The \href{https://www.census.gov/prod/2003pubs/c2kbr-30.pdf}{US Census Bureau} reports that in 2000, among the population 15 years and older:
\begin{itemize}
\itemsep0in
\item 54.3\% are married
\item 27.1\% have never been married
\item 9.7\% are divorced
\item 6.6\% are widowed
\item 2.2\% are separated
\end{itemize}
We can encode these percentages as a vector in \R:
<>=
us <- c("Divorced" = 0.097, "Married" = 0.543, "Never married/single" = 0.271, "Separated" = 0.022, "Widowed" = 0.066)
# normalize to make sure proportions sum to 1
us <- us / sum(us)
us
@
The \cmd{openintro} package contains a sample of 500 Americans collected in the 2000 Census. In this sample, the percentages are different:
<>=
library(openintro)
library(mosaic)
marital_summary <- census %>%
mutate(maritalStatus =
forcats::fct_recode(maritalStatus, Married = "Married/spouse absent",
Married = "Married/spouse present")) %>%
group_by(maritalStatus) %>%
summarize(status_obs = n()) %>%
mutate(marital_status_pct = status_obs / nrow(census), marital_status_us = us)
marital_summary$marital_status_pct
@
Is it reasonable to conclude that the sample from 2000 reflects the overall US population?
In the previous case, the test statistic was the observed sample proportion $\hat{p}$. In this case, we have more than two outcomes, so there is nothing quite analogous to $\hat{p}$. The test statistic that we will use will be labelled $X^2$, and its formula is:
$$
X^2 = \sum_{i=1}^k Z_i^2 = \sum_{i=1}^k \left( \frac{observed_i - expected_i}{\sqrt{expected_i}} \right)^2 = \sum_{i=1}^k \frac{(observed_i - expected_i)^2}{expected_i} \,,
$$
where $k$ is the number of different outcomes (which in this case is 5). As always, our goal is to put $X^2$ in context by determining where it lies in the null distribution. First, let's compute the test statistic:
<>=
n <- nrow(census)
k <- nrow(marital_summary)
marital_summary <- marital_summary %>%
mutate(status_exp = marital_status_us * n)

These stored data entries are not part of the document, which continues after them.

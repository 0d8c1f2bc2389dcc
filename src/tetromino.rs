//! Piece catalog: the 7 tetromino kinds and their spawn-orientation masks
//!
//! Each kind has a square mask (side 2, 3 or 4). Other orientations are derived
//! by rotating the mask, never stored.

use ratatui::style::Color;

/// Largest mask side (the I piece)
pub const MAX_SHAPE_SIZE: usize = 4;

/// The 7 tetromino types
#[derive(Debug, Clone, Copy, PartialEq, Eq, Hash)]
pub enum TetrominoType {
    I, // Cyan - long bar
    J, // Blue - J-shape
    L, // Orange - L-shape
    O, // Yellow - square
    S, // Green - S-shape
    T, // Purple - T-shape
    Z, // Red - Z-shape
}

impl TetrominoType {
    /// Get the color for this tetromino
    pub fn color(&self) -> Color {
        match self {
            TetrominoType::I => Color::Cyan,
            TetrominoType::J => Color::Blue,
            TetrominoType::L => Color::Rgb(255, 165, 0), // Orange
            TetrominoType::O => Color::Yellow,
            TetrominoType::S => Color::Green,
            TetrominoType::T => Color::Magenta,
            TetrominoType::Z => Color::Red,
        }
    }

    pub fn name(&self) -> &'static str {
        match self {
            TetrominoType::I => "I",
            TetrominoType::J => "J",
            TetrominoType::L => "L",
            TetrominoType::O => "O",
            TetrominoType::S => "S",
            TetrominoType::T => "T",
            TetrominoType::Z => "Z",
        }
    }

    /// All kinds, in catalog order
    pub fn all() -> [TetrominoType; 7] {
        [
            TetrominoType::I,
            TetrominoType::J,
            TetrominoType::L,
            TetrominoType::O,
            TetrominoType::S,
            TetrominoType::T,
            TetrominoType::Z,
        ]
    }

    /// Spawn-orientation mask for this kind
    pub fn shape(&self) -> Shape {
        match self {
            TetrominoType::I => Shape::from_rows(&["....", "####", "....", "...."]),
            TetrominoType::J => Shape::from_rows(&["#..", "###", "..."]),
            TetrominoType::L => Shape::from_rows(&["..#", "###", "..."]),
            TetrominoType::O => Shape::from_rows(&["##", "##"]),
            TetrominoType::S => Shape::from_rows(&[".##", "##.", "..."]),
            TetrominoType::T => Shape::from_rows(&[".#.", "###", "..."]),
            TetrominoType::Z => Shape::from_rows(&["##.", ".##", "..."]),
        }
    }
}

/// A square occupancy mask.
///
/// Only the top-left `size`×`size` corner of `cells` is meaningful; the rest
/// stays `false`.
#[derive(Debug, Clone, Copy, PartialEq, Eq)]
pub struct Shape {
    size: usize,
    cells: [[bool; MAX_SHAPE_SIZE]; MAX_SHAPE_SIZE],
}

impl Shape {
    /// Build a mask from rows of `#` (occupied) and `.` (empty)
    fn from_rows(rows: &[&str]) -> Self {
        let mut cells = [[false; MAX_SHAPE_SIZE]; MAX_SHAPE_SIZE];
        for (r, row) in rows.iter().enumerate() {
            for (c, ch) in row.chars().enumerate() {
                cells[r][c] = ch == '#';
            }
        }
        Self {
            size: rows.len(),
            cells,
        }
    }

    /// Side length of the mask
    pub fn size(&self) -> usize {
        self.size
    }

    pub fn is_filled(&self, row: usize, col: usize) -> bool {
        row < self.size && col < self.size && self.cells[row][col]
    }

    /// Occupied (row, col) offsets within the mask, row-major
    pub fn filled(&self) -> impl Iterator<Item = (usize, usize)> + '_ {
        (0..self.size)
            .flat_map(move |r| (0..self.size).map(move |c| (r, c)))
            .filter(|&(r, c)| self.cells[r][c])
    }

    /// Clockwise quarter turn: transpose, then reverse each row.
    pub fn rotated_cw(&self) -> Shape {
        let n = self.size;
        let mut cells = [[false; MAX_SHAPE_SIZE]; MAX_SHAPE_SIZE];
        for (r, row) in cells.iter_mut().enumerate().take(n) {
            for (c, cell) in row.iter_mut().enumerate().take(n) {
                *cell = self.cells[n - 1 - c][r];
            }
        }
        Shape { size: n, cells }
    }
}
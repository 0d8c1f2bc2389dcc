//! BLOCKFALL - a falling-block puzzle game for the terminal

mod board;
mod effects;
mod factory;
mod game;
mod input;
mod piece;
mod scheduler;
mod score;
mod settings;
mod tetromino;
mod ui;

use crossterm::{
    event::{self, Event, KeyEventKind},
    execute,
    terminal::{disable_raw_mode, enable_raw_mode, EnterAlternateScreen, LeaveAlternateScreen},
};
use effects::Effects;
use game::{Game, GameEvent, Phase};
use input::{Action, KeyBindings};
use ratatui::{backend::CrosstermBackend, Terminal};
use settings::Settings;
use std::{
    io::{self, stdout},
    path::PathBuf,
    time::{Duration, Instant},
};

/// Target frame rate
const TARGET_FPS: u64 = 60;
const FRAME_DURATION: Duration = Duration::from_micros(1_000_000 / TARGET_FPS);

/// Get the blockfall temp directory, creating it if needed
fn blockfall_temp_dir() -> PathBuf {
    let dir = std::env::temp_dir().join("blockfall");
    let _ = std::fs::create_dir_all(&dir);
    dir
}

/// Log to a per-session file; the terminal itself belongs to the UI
fn init_logging(session_id: u32) -> tracing_appender::non_blocking::WorkerGuard {
    let log_dir = blockfall_temp_dir();
    let log_file = format!("{:08x}.log", session_id);

    let file_appender = tracing_appender::rolling::never(&log_dir, &log_file);
    let (non_blocking, guard) = tracing_appender::non_blocking(file_appender);

    let mut filter = tracing_subscriber::EnvFilter::from_default_env();
    if let Ok(directive) = "blockfall=debug".parse() {
        filter = filter.add_directive(directive);
    }

    tracing_subscriber::fmt()
        .with_writer(non_blocking)
        .with_env_filter(filter)
        .with_ansi(false)
        .init();

    tracing::info!(
        "BLOCKFALL starting up, session={:08x}, log={}",
        session_id,
        log_dir.join(&log_file).display()
    );
    guard
}

fn main() -> io::Result<()> {
    let session_id: u32 = rand::random();
    let _guard = init_logging(session_id);

    let mut settings = Settings::load();

    enable_raw_mode()?;
    execute!(stdout(), EnterAlternateScreen)?;

    let backend = CrosstermBackend::new(stdout());
    let mut terminal = Terminal::new(backend)?;
    terminal.clear()?;

    // Run app and capture result
    let result = run_app(&mut terminal, &mut settings);

    // Restore terminal
    disable_raw_mode()?;
    execute!(stdout(), LeaveAlternateScreen)?;

    if let Err(e) = settings.save() {
        tracing::warn!("Could not save settings: {}", e);
        eprintln!("Warning: Could not save settings: {}", e);
    }

    match &result {
        Ok(snap) if snap.phase != Phase::Idle => {
            println!("\nThanks for playing BLOCKFALL!");
            if !snap.over {
                println!("(quit mid-game)");
            }
            println!("Final Score: {}", snap.score);
            println!("Level: {} | Lines: {}", snap.level, snap.lines);
        }
        Ok(_) => {}
        Err(e) => tracing::error!("Exited with error: {}", e),
    }

    tracing::info!("BLOCKFALL shutting down");
    result.map(|_| ())
}

/// Frame loop: input, gravity, events, draw. Returns the final game state.
fn run_app(
    terminal: &mut Terminal<CrosstermBackend<io::Stdout>>,
    settings: &mut Settings,
) -> io::Result<game::Snapshot> {
    let keys = KeyBindings::from_settings(settings);
    let mut game = match settings.gameplay.seed {
        Some(seed) => Game::with_seed(seed),
        None => Game::new(),
    }
    .lock_controls_while_paused(settings.gameplay.lock_controls_while_paused);
    let mut effects = Effects::new();

    loop {
        let now = Instant::now();
        let snap = game.snapshot();
        terminal.draw(|frame| ui::render_game(frame, &snap, &effects, settings, now))?;

        // Wake up for the next gravity tick if it comes before the next frame
        let timeout = game
            .scheduler()
            .time_until_fire(now)
            .map_or(FRAME_DURATION, |wait| wait.min(FRAME_DURATION));

        if event::poll(timeout)? {
            if let Event::Key(key) = event::read()? {
                if key.kind == KeyEventKind::Press {
                    match keys.action_for(key) {
                        Some(Action::Quit) => return Ok(game.snapshot()),
                        Some(action) => apply_action(&mut game, &mut effects, action),
                        None => {}
                    }
                }
            }
        }

        let now = Instant::now();
        game.update(now);

        for event in game.drain_events() {
            match event {
                GameEvent::RowCleared(row) => {
                    if settings.visual.effects {
                        effects.burst(&row, now);
                    }
                }
                GameEvent::LevelUp { level } => {
                    tracing::debug!("Level up to {}", level);
                }
                GameEvent::GameOver { score } => {
                    let snap = game.snapshot();
                    settings.add_high_score(score, snap.level, snap.lines);
                }
            }
        }

        effects.update(now);
    }
}

/// Turn a decoded key action into engine commands
fn apply_action(game: &mut Game, effects: &mut Effects, action: Action) {
    match action {
        Action::Start => {
            effects.clear();
            game.start();
        }
        Action::Pause => match game.phase() {
            Phase::Running => game.set_paused(true),
            Phase::Paused => game.set_paused(false),
            Phase::Idle | Phase::GameOver => {}
        },
        Action::MoveLeft => game.move_piece(-1),
        Action::MoveRight => game.move_piece(1),
        Action::SoftDrop => game.soft_drop(),
        Action::HardDrop => game.hard_drop(),
        Action::Rotate => {
            game.rotate();
        }
        Action::Quit => {}
    }
}
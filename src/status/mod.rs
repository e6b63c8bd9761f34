// src/status/mod.rs

//! Run status state machine.
//!
//! The lifecycle is an explicit [`RunPhase`]; the three condition axes
//! (Started, Completed, Succeeded) are a projection of it, applied to a
//! timestamped [`Conditions`] set that only moves Unknown -> True | False.
//!
//! - [`condition`] holds the condition set and its transition rules.
//! - [`phase`] defines the run phase, per-task state and the projection.
//! - [`tracker`] drives both from task outcomes over a dependency graph.

pub mod condition;
pub mod phase;
pub mod tracker;

pub use condition::{Condition, ConditionUpdate, Conditions};
pub use phase::{REASON_INVALID_GRAPH, REASON_TASK_RUN_FAILED, RunPhase, TaskRunState};
pub use tracker::{RunTracker, TrackerStep};
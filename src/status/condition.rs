// src/status/condition.rs

//! Timestamped conditions keyed by type.

use chrono::{DateTime, SubsecRound, Utc};
use tracing::debug;

use crate::errors::{PipelineRunError, Result};
use crate::types::{ConditionStatus, ConditionType};

/// One observation on one condition axis.
#[derive(Debug, Clone, PartialEq, Eq)]
pub struct Condition {
    pub condition_type: ConditionType,
    pub status: ConditionStatus,
    pub last_transition_time: DateTime<Utc>,
    pub reason: Option<String>,
    pub message: Option<String>,
}

/// Desired state of one condition, without a timestamp.
#[derive(Debug, Clone, PartialEq, Eq)]
pub struct ConditionUpdate {
    pub condition_type: ConditionType,
    pub status: ConditionStatus,
    pub reason: Option<String>,
    pub message: Option<String>,
}

impl ConditionUpdate {
    pub fn new(condition_type: ConditionType, status: ConditionStatus) -> Self {
        Self {
            condition_type,
            status,
            reason: None,
            message: None,
        }
    }

    /// Empty strings are stored as absent, matching the persisted form.
    pub fn with_reason(mut self, reason: impl Into<String>, message: impl Into<String>) -> Self {
        self.reason = Some(reason.into()).filter(|r| !r.is_empty());
        self.message = Some(message.into()).filter(|m| !m.is_empty());
        self
    }
}

/// At most one live condition per type, in first-insertion order.
#[derive(Debug, Clone, Default, PartialEq, Eq)]
pub struct Conditions {
    items: Vec<Condition>,
}

impl Conditions {
    pub fn new() -> Self {
        Self::default()
    }

    /// Rebuild a condition set from persisted conditions, keeping their order.
    pub fn from_vec(items: Vec<Condition>) -> Result<Self> {
        for (i, c) in items.iter().enumerate() {
            if items[..i].iter().any(|o| o.condition_type == c.condition_type) {
                return Err(PipelineRunError::InvalidStatus(format!(
                    "condition type {} appears more than once",
                    c.condition_type
                )));
            }
        }
        Ok(Self { items })
    }

    pub fn get(&self, condition_type: ConditionType) -> Option<&Condition> {
        self.items.iter().find(|c| c.condition_type == condition_type)
    }

    /// Status of the given axis; absent conditions read as Unknown.
    pub fn status_of(&self, condition_type: ConditionType) -> ConditionStatus {
        self.get(condition_type)
            .map(|c| c.status)
            .unwrap_or(ConditionStatus::Unknown)
    }

    pub fn iter(&self) -> impl Iterator<Item = &Condition> {
        self.items.iter()
    }

    pub fn len(&self) -> usize {
        self.items.len()
    }

    pub fn is_empty(&self) -> bool {
        self.items.is_empty()
    }

    pub fn into_vec(self) -> Vec<Condition> {
        self.items
    }

    /// Apply an update along one axis.
    ///
    /// Each axis only moves Unknown -> True | False. The transition time
    /// changes only when the status value changes. Re-applying Unknown may
    /// refresh reason and message; a settled condition is frozen, so
    /// re-applying it is only accepted as an exact no-op.
    ///
    /// Returns whether anything changed.
    pub fn apply(&mut self, update: ConditionUpdate, now: DateTime<Utc>) -> Result<bool> {
        let now = now.trunc_subsecs(0);

        let Some(pos) = self
            .items
            .iter()
            .position(|c| c.condition_type == update.condition_type)
        else {
            debug!(condition = %update.condition_type, status = %update.status, "condition set");
            self.items.push(Condition {
                condition_type: update.condition_type,
                status: update.status,
                last_transition_time: now,
                reason: update.reason,
                message: update.message,
            });
            return Ok(true);
        };

        let existing = &mut self.items[pos];
        if existing.status == update.status {
            if existing.status.is_settled()
                && (existing.reason != update.reason || existing.message != update.message)
            {
                return Err(PipelineRunError::SettledConditionRewrite {
                    condition: update.condition_type,
                    status: existing.status,
                });
            }
            let changed = existing.reason != update.reason || existing.message != update.message;
            existing.reason = update.reason;
            existing.message = update.message;
            return Ok(changed);
        }

        if existing.status.is_settled() {
            return Err(PipelineRunError::IllegalConditionTransition {
                condition: update.condition_type,
                current: existing.status,
                requested: update.status,
            });
        }

        debug!(
            condition = %update.condition_type,
            from = %existing.status,
            to = %update.status,
            "condition transitioned"
        );
        existing.status = update.status;
        existing.last_transition_time = now;
        existing.reason = update.reason;
        existing.message = update.message;
        Ok(true)
    }
}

X2_hat <- marital_summary %>%
summarize(X2 = sum(((status_obs - status_exp)^2) / status_exp)) %>% unlist()
@
<>=
marital_summary %>%
select(maritalStatus, status_obs, status_exp) %>%
tidyr::gather(key = type, value = count, -maritalStatus) %>%
ggplot(aes(y = count, x = maritalStatus, fill = type)) +
geom_bar(stat = "identity", position = "dodge")
@
\begin{enumerate}
\item Write out the full calculation for $X^2$ using a table
\vspace{2in}
\end{enumerate}
We want to test the null hypothesis that our sample came from the population, whose marital status breakdown is known. Since this implies that the observed counts will match the expected counts exactly, this would result in a test statistic of $\hat{X^2} = 0$. Our observed value of $\hat{X^2}$ is very different from 0, but in order to understand \emph{how} different, we need to know what the null distribution of $\hat{X^2}$ is. In this case, it is \emph{not} normal!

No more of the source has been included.